What you will do:
Return all lines from the entries below in which the word "MarkAllRead" is present.

Data for review:
//! Property-based integration tests for notification read state.
//!
//! Runs random operation sequences against the service and checks that the
//! unread index always agrees with the per-notification `read` flags.

use finsight_core::errors::Result;
use finsight_core::notifications::{
    NewNotification, Notification, NotificationRepositoryTrait, NotificationService,
    NotificationServiceTrait,
};
use proptest::prelude::*;
use serde_json::json;
use std::collections::{HashMap, HashSet};
use std::sync::{Arc, RwLock};

// =============================================================================
// In-memory repository
// =============================================================================

#[derive(Default)]
struct InMemoryRepository {
    notifications: RwLock<HashMap<String, Vec<Notification>>>,
    unread: RwLock<HashSet<String>>,
}

impl NotificationRepositoryTrait for InMemoryRepository {
    fn load_notifications(&self, user_id: &str) -> Result<Vec<Notification>> {
        Ok(self
            .notifications
            .read()
            .unwrap()
            .get(user_id)
            .cloned()
            .unwrap_or_default())
    }

    fn save_notifications(&self, user_id: &str, notifications: Vec<Notification>) -> Result<()> {
        self.notifications
            .write()
            .unwrap()
            .insert(user_id.to_string(), notifications);
        Ok(())
    }

    fn is_marked_unread(&self, user_id: &str) -> Result<bool> {
        Ok(self.unread.read().unwrap().contains(user_id))
    }

    fn set_marked_unread(&self, user_id: &str, unread: bool) -> Result<()> {
        let mut set = self.unread.write().unwrap();
        if unread {
            set.insert(user_id.to_string());
        } else {
            set.remove(user_id);
        }
        Ok(())
    }
}

// =============================================================================
// Generators
// =============================================================================

#[derive(Debug, Clone)]
enum Op {
    Create,
    MarkRead(usize),
    MarkAllRead,
    Dismiss(usize),
    ClearAll,
}

fn arb_op() -> impl Strategy<Value = Op> {
    prop_oneof![
        4 => Just(Op::Create),
        4 => (0usize..20).prop_map(Op::MarkRead),
        1 => Just(Op::MarkAllRead),
        2 => (0usize..20).prop_map(Op::Dismiss),
        1 => Just(Op::ClearAll),
    ]
}

fn nth_id(service: &NotificationService, user_id: &str, index: usize) -> Option<String> {
    let all = service.list_all(user_id).ok()?;
    if all.is_empty() {
        return None;
    }
    Some(all[index % all.len()].id.clone())
}

// =============================================================================
// Property Tests
// =============================================================================

proptest! {
    #![proptest_config(ProptestConfig::with_cases(100))]

    /// `has_unread(u)` is true exactly when some notification of `u` is unread.
    #[test]
    fn prop_unread_index_matches_read_flags(ops in proptest::collection::vec(arb_op(), 1..40)) {
        let service = NotificationService::new(Arc::new(InMemoryRepository::default()));
        let user = "u1";

        for op in ops {
            match op {
                Op::Create => {
                    let created = service
                        .create(user, NewNotification::system("Title", "Body", json!({})))
                        .unwrap();
                    prop_assert!(!created.read);
                    prop_assert!(service.has_unread(user).unwrap());
                }
                Op::MarkRead(i) => {
                    if let Some(id) = nth_id(&service, user, i) {
                        prop_assert!(service.mark_read(user, &id).unwrap());
                    }
                }
                Op::MarkAllRead => {
                    service.mark_all_read(user).unwrap();
                }
                Op::Dismiss(i) => {
                    if let Some(id) = nth_id(&service, user, i) {
                        prop_assert!(service.dismiss(user, &id).unwrap());
                    }
                }
                Op::ClearAll => {
                    service.clear_all(user).unwrap();
                    prop_assert!(service.list_all(user).unwrap().is_empty());
                }
            }

            let any_unread = service.list_all(user).unwrap().iter().any(|n| !n.read);
            prop_assert_eq!(service.has_unread(user).unwrap(), any_unread);
            prop_assert_eq!(
                service.count_unread(user).unwrap(),
                service.list_unread(user).unwrap().len()
            );
        }
    }
}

Written answer:
    MarkAllRead,
        1 => Just(Op::MarkAllRead),
                Op::MarkAllRead => {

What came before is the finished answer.